Matter of Willey (ALJ Law, April 24, 2024); Div’s Rep. Daniel Schneider, Esq.; Pet’s Rep. pro se; Article 22 (Pete Calleri).

This matter was essentially the same as Matter of McKenna, above. On July 13, 2020, Petitioner filed a 2016 resident return and claimed a refund. The Division denied Petitioner’s refund on the basis that it was untimely filed. Petitioner filed a petition in protest alleging that the Division erroneously failed to toll the statute of limitations for filing his claim for refund because of the COVID-19 pandemic.

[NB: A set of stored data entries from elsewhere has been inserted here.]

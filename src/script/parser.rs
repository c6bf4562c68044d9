//! Statement grammar for code-mode scripts.
//!
//! One call per line: `name(arg, ...)` with JSON arguments, `#` or `//`
//! comments, optional trailing semicolon. Everything is parsed for real;
//! a malformed line is a per-line error fed back to the model, never a
//! guess about what it meant.

use serde_json::Value;

#[derive(Debug, Clone, PartialEq)]
pub struct Statement {
    pub name: String,
    pub args: Vec<Value>,
    /// 1-based source line, for error messages.
    pub line: usize,
}

pub fn parse_script(source: &str) -> Result<Vec<Statement>, String> {
    let mut statements = Vec::new();
    for (idx, raw_line) in source.lines().enumerate() {
        let line_no = idx + 1;
        let line = raw_line.trim();
        if line.is_empty() || line.starts_with('#') || line.starts_with("//") {
            continue;
        }
        statements.push(parse_statement(line, line_no)?);
    }
    Ok(statements)
}

fn parse_statement(line: &str, line_no: usize) -> Result<Statement, String> {
    let open = line.find('(').ok_or_else(|| {
        format!(
            "line {}: expected a call like name(...), got '{}'",
            line_no, line
        )
    })?;

    let name = line[..open].trim();
    if !is_identifier(name) {
        return Err(format!(
            "line {}: '{}' is not a valid function name",
            line_no, name
        ));
    }

    let rest = line[open + 1..].trim_end();
    let rest = rest.strip_suffix(';').unwrap_or(rest).trim_end();
    let inner = rest.strip_suffix(')').ok_or_else(|| {
        format!("line {}: missing closing ')' in call to {}", line_no, name)
    })?;

    let mut args = Vec::new();
    for piece in split_top_level(inner, line_no)? {
        let piece = piece.trim();
        if piece.is_empty() {
            return Err(format!("line {}: empty argument in call to {}", line_no, name));
        }
        let value: Value = serde_json::from_str(piece).map_err(|e| {
            format!(
                "line {}: argument '{}' is not valid JSON ({}); strings need double quotes",
                line_no, piece, e
            )
        })?;
        args.push(value);
    }

    Ok(Statement {
        name: name.to_string(),
        args,
        line: line_no,
    })
}

fn is_identifier(name: &str) -> bool {
    let mut chars = name.chars();
    match chars.next() {
        Some(c) if c.is_ascii_alphabetic() || c == '_' => {}
        _ => return false,
    }
    chars.all(|c| c.is_ascii_alphanumeric() || c == '_')
}

/// Splits an argument list on commas outside strings, objects, and arrays.
fn split_top_level(inner: &str, line_no: usize) -> Result<Vec<&str>, String> {
    let mut pieces = Vec::new();
    let mut depth = 0i32;
    let mut in_string = false;
    let mut escaped = false;
    let mut start = 0usize;

    for (pos, ch) in inner.char_indices() {
        if in_string {
            if escaped {
                escaped = false;
            } else if ch == '\\' {
                escaped = true;
            } else if ch == '"' {
                in_string = false;
            }
            continue;
        }
        match ch {
            '"' => in_string = true,
            '{' | '[' => depth += 1,
            '}' | ']' => depth -= 1,
            ',' if depth == 0 => {
                pieces.push(&inner[start..pos]);
                start = pos + 1;
            }
            _ => {}
        }
        if depth < 0 {
            return Err(format!("line {}: unbalanced brackets in arguments", line_no));
        }
    }
    if in_string {
        return Err(format!("line {}: unterminated string in arguments", line_no));
    }
    if depth != 0 {
        return Err(format!("line {}: unbalanced brackets in arguments", line_no));
    }

    let tail = &inner[start..];
    if !tail.trim().is_empty() || !pieces.is_empty() {
        pieces.push(tail);
    }
    Ok(pieces)
}

#[cfg(test)]
mod tests {
    use super::*;
    use serde_json::json;

    #[test]
    fn parses_no_arg_call() {
        let statements = parse_script("servers()").unwrap();
        assert_eq!(statements.len(), 1);
        assert_eq!(statements[0].name, "servers");
        assert!(statements[0].args.is_empty());
    }

    #[test]
    fn parses_object_argument_with_nested_commas() {
        let statements =
            parse_script(r#"get_current_time({"timezone": "Europe/Amsterdam", "format": "24h"})"#)
                .unwrap();
        assert_eq!(statements[0].args.len(), 1);
        assert_eq!(statements[0].args[0]["timezone"], "Europe/Amsterdam");
    }

    #[test]
    fn parses_multiple_arguments() {
        let statements = parse_script(r#"describe("time", "get_current_time")"#).unwrap();
        assert_eq!(
            statements[0].args,
            vec![json!("time"), json!("get_current_time")]
        );
    }

    #[test]
    fn skips_comments_and_blank_lines() {
        let source = "# find the server\n\n// then list it\nservers()\n";
        let statements = parse_script(source).unwrap();
        assert_eq!(statements.len(), 1);
        assert_eq!(statements[0].line, 4);
    }

    #[test]
    fn allows_trailing_semicolon() {
        let statements = parse_script(r#"index("time");"#).unwrap();
        assert_eq!(statements[0].args, vec![json!("time")]);
    }

    #[test]
    fn rejects_unquoted_strings() {
        let err = parse_script("index(time)").unwrap_err();
        assert!(err.contains("strings need double quotes"), "{}", err);
    }

    #[test]
    fn rejects_non_call_lines() {
        let err = parse_script("import os").unwrap_err();
        assert!(err.contains("expected a call"), "{}", err);
    }

    #[test]
    fn rejects_unbalanced_brackets() {
        let err = parse_script(r#"dispatch("time", "x", {"a": [1, 2})"#).unwrap_err();
        assert!(err.contains("unbalanced"), "{}", err);
    }

    #[test]
    fn comma_inside_string_is_not_a_separator() {
        let statements = parse_script(r#"echo({"text": "a, b, c"})"#).unwrap();
        assert_eq!(statements[0].args.len(), 1);
        assert_eq!(statements[0].args[0]["text"], "a, b, c");
    }
}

Judge Law denied Petitioner’s petition. Petitioner’s claim for refund was filed on the same date as his return and, therefore, was timely pursuant to Tax Law § 687(a) as it fell within the three-year window to file a return. However, statutorily, the amount of the refund is limited to the amount of taxes paid within the three years immediately preceding the filing of the refund claim. The amount that Petitioner sought as an overpayment was based on excess withholding (which is deemed to have been paid on April 15 of the year following the tax year for which it was paid) and the New York State earned income credit. Therefore, because Petitioner’s refund was limited to the tax paid within the three years preceding the date he filed his return, Petitioner’s refund was limited to $0. As to the amount of the refund based on the withheld tax the determination appears to be on solid ground. But as to the portion based on the refundable earned income credit we wonder when that is deemed paid. It seems possible that refundable credits don’t become overpayments of tax until they are claimed by the taxpayer on their return. If that is correct, then the refund claim with respect to the EIC could have been timely. But … we haven’t researched the issue, so this is just us issue-spotting.

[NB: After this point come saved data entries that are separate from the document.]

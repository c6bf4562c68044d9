use serde::{Deserialize, Serialize};
use serde_json::Value;

#[derive(Debug, Clone, Serialize, Deserialize)]
pub struct Message {
    pub role: String,
    #[serde(skip_serializing_if = "Option::is_none")]
    pub content: Option<String>,
    #[serde(skip_serializing_if = "Option::is_none")]
    pub tool_calls: Option<Vec<ToolCall>>,
    #[serde(skip_serializing_if = "Option::is_none")]
    pub tool_call_id: Option<String>,
}

impl Message {
    pub fn system(content: impl Into<String>) -> Self {
        Self::plain("system", content)
    }

    pub fn user(content: impl Into<String>) -> Self {
        Self::plain("user", content)
    }

    pub fn assistant(content: Option<String>, tool_calls: Option<Vec<ToolCall>>) -> Self {
        Self {
            role: "assistant".to_string(),
            content,
            tool_calls,
            tool_call_id: None,
        }
    }

    pub fn tool(tool_call_id: impl Into<String>, content: impl Into<String>) -> Self {
        Self {
            role: "tool".to_string(),
            content: Some(content.into()),
            tool_calls: None,
            tool_call_id: Some(tool_call_id.into()),
        }
    }

    fn plain(role: &str, content: impl Into<String>) -> Self {
        Self {
            role: role.to_string(),
            content: Some(content.into()),
            tool_calls: None,
            tool_call_id: None,
        }
    }
}

#[derive(Debug, Clone, Serialize, Deserialize)]
pub struct ToolCall {
    pub id: String,
    #[serde(rename = "type")]
    pub tool_type: String,
    pub function: FunctionCall,
}

#[derive(Debug, Clone, Serialize, Deserialize)]
pub struct FunctionCall {
    pub name: String,
    /// JSON-encoded argument object, as the chat API delivers it.
    pub arguments: String,
}

#[derive(Debug, Clone, Serialize)]
pub struct ChatRequest {
    pub model: String,
    pub messages: Vec<Message>,
    pub temperature: f32,
    #[serde(skip_serializing_if = "Option::is_none")]
    pub tools: Option<Vec<Value>>,
    #[serde(skip_serializing_if = "Option::is_none")]
    pub tool_choice: Option<String>,
}

impl ChatRequest {
    pub fn new(model: &str, messages: Vec<Message>, tools: Option<Vec<Value>>) -> Self {
        Self {
            model: model.to_string(),
            messages,
            temperature: 0.0,
            tools,
            tool_choice: None,
        }
    }
}

#[derive(Debug, Clone, Deserialize)]
pub struct ChatResponse {
    pub choices: Vec<Choice>,
    #[serde(default)]
    pub usage: Option<Usage>,
}

impl ChatResponse {
    pub fn first_message(&self) -> Option<&AssistantMessage> {
        self.choices.first().map(|choice| &choice.message)
    }
}

#[derive(Debug, Clone, Deserialize)]
pub struct Choice {
    pub message: AssistantMessage,
}

#[derive(Debug, Clone, Deserialize)]
pub struct AssistantMessage {
    #[serde(default)]
    pub content: Option<String>,
    #[serde(default)]
    pub tool_calls: Option<Vec<ToolCall>>,
}

#[derive(Debug, Clone, Copy, Deserialize)]
pub struct Usage {
    pub prompt_tokens: u64,
    pub completion_tokens: u64,
}
pub mod counters;
pub mod handlers;

pub use counters::TokenCounters;
pub use handlers::{CallHandler, CodeHandler, DiscoveryHandler, TraditionalHandler};

use colored::*;
use serde_json::Value;

use crate::api::{ChatApi, ChatRequest, Message};
use crate::error::{BenchError, Result};

pub struct AgentOutcome {
    /// Assistant content of the last turn, when the model stopped calling
    /// tools within the budget.
    pub final_answer: Option<String>,
    /// Chat-completion requests actually issued (<= max_turns).
    pub turns: u32,
    /// Calls executed through the handler.
    pub dispatches: u32,
}

/// The conversation loop shared by every strategy: request a completion,
/// execute whatever calls the model asked for, feed the results back, and
/// stop on a call-free answer or when the turn budget runs out.
pub async fn run_agent(
    api: &dyn ChatApi,
    model: &str,
    messages: &mut Vec<Message>,
    handler: &mut dyn CallHandler,
    max_turns: u32,
    counters: &mut TokenCounters,
    verbose: bool,
) -> Result<AgentOutcome> {
    let offered = handler.offered_tools();
    let tools = if offered.is_empty() {
        None
    } else {
        Some(offered)
    };

    let mut turns = 0u32;
    let mut dispatches = 0u32;

    for _ in 0..max_turns {
        turns += 1;
        let request = ChatRequest::new(model, messages.clone(), tools.clone());
        let response = api.complete(&request).await?;

        if let Some(usage) = response.usage {
            counters.add(&usage);
            if verbose {
                eprintln!(
                    "{}",
                    format!(
                        "[agent] turn {} - prompt: {}, completion: {}",
                        turns, usage.prompt_tokens, usage.completion_tokens
                    )
                    .dimmed()
                );
            }
        }

        let message = response
            .first_message()
            .ok_or_else(|| BenchError::Other("No choices in response".to_string()))?;
        let content = message.content.clone();
        let tool_calls = message.tool_calls.clone().unwrap_or_default();

        messages.push(Message::assistant(
            content.clone(),
            if tool_calls.is_empty() {
                None
            } else {
                Some(tool_calls.clone())
            },
        ));

        if tool_calls.is_empty() {
            return Ok(AgentOutcome {
                final_answer: content,
                turns,
                dispatches,
            });
        }

        for call in &tool_calls {
            let name = &call.function.name;
            println!("{}", format!("Calling tool: {}...", name).cyan());
            let result_text = match serde_json::from_str::<Value>(&call.function.arguments) {
                Ok(arguments) => {
                    dispatches += 1;
                    handler.handle(name, arguments).await
                }
                Err(e) => {
                    format!("Error: failed to parse arguments for tool '{}': {}", name, e)
                }
            };
            if verbose {
                let preview: String = result_text.chars().take(200).collect();
                eprintln!("{}", format!("[agent] {} -> {}", name, preview).dimmed());
            }
            messages.push(Message::tool(&call.id, result_text));
        }
    }

    Ok(AgentOutcome {
        final_answer: None,
        turns,
        dispatches,
    })
}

Judge Law then considered Petitioner’s statute of limitations tolling argument. Petitioner relied on Executive Order 202.12, allowing the Division to extend certain filing dates in response to the COVID-19 pandemic. Under this Executive Order, the Division extended the April 15, 2020, due date to July 15, 2020. Importantly, the Executive Order specifically applied to returns originally due on April 15, 2020, and did not apply to refund requests for prior years. Therefore, because Petitioner’s return was due in the 2016 tax year, Judge Law held that Petitioner’s refund claim was properly denied.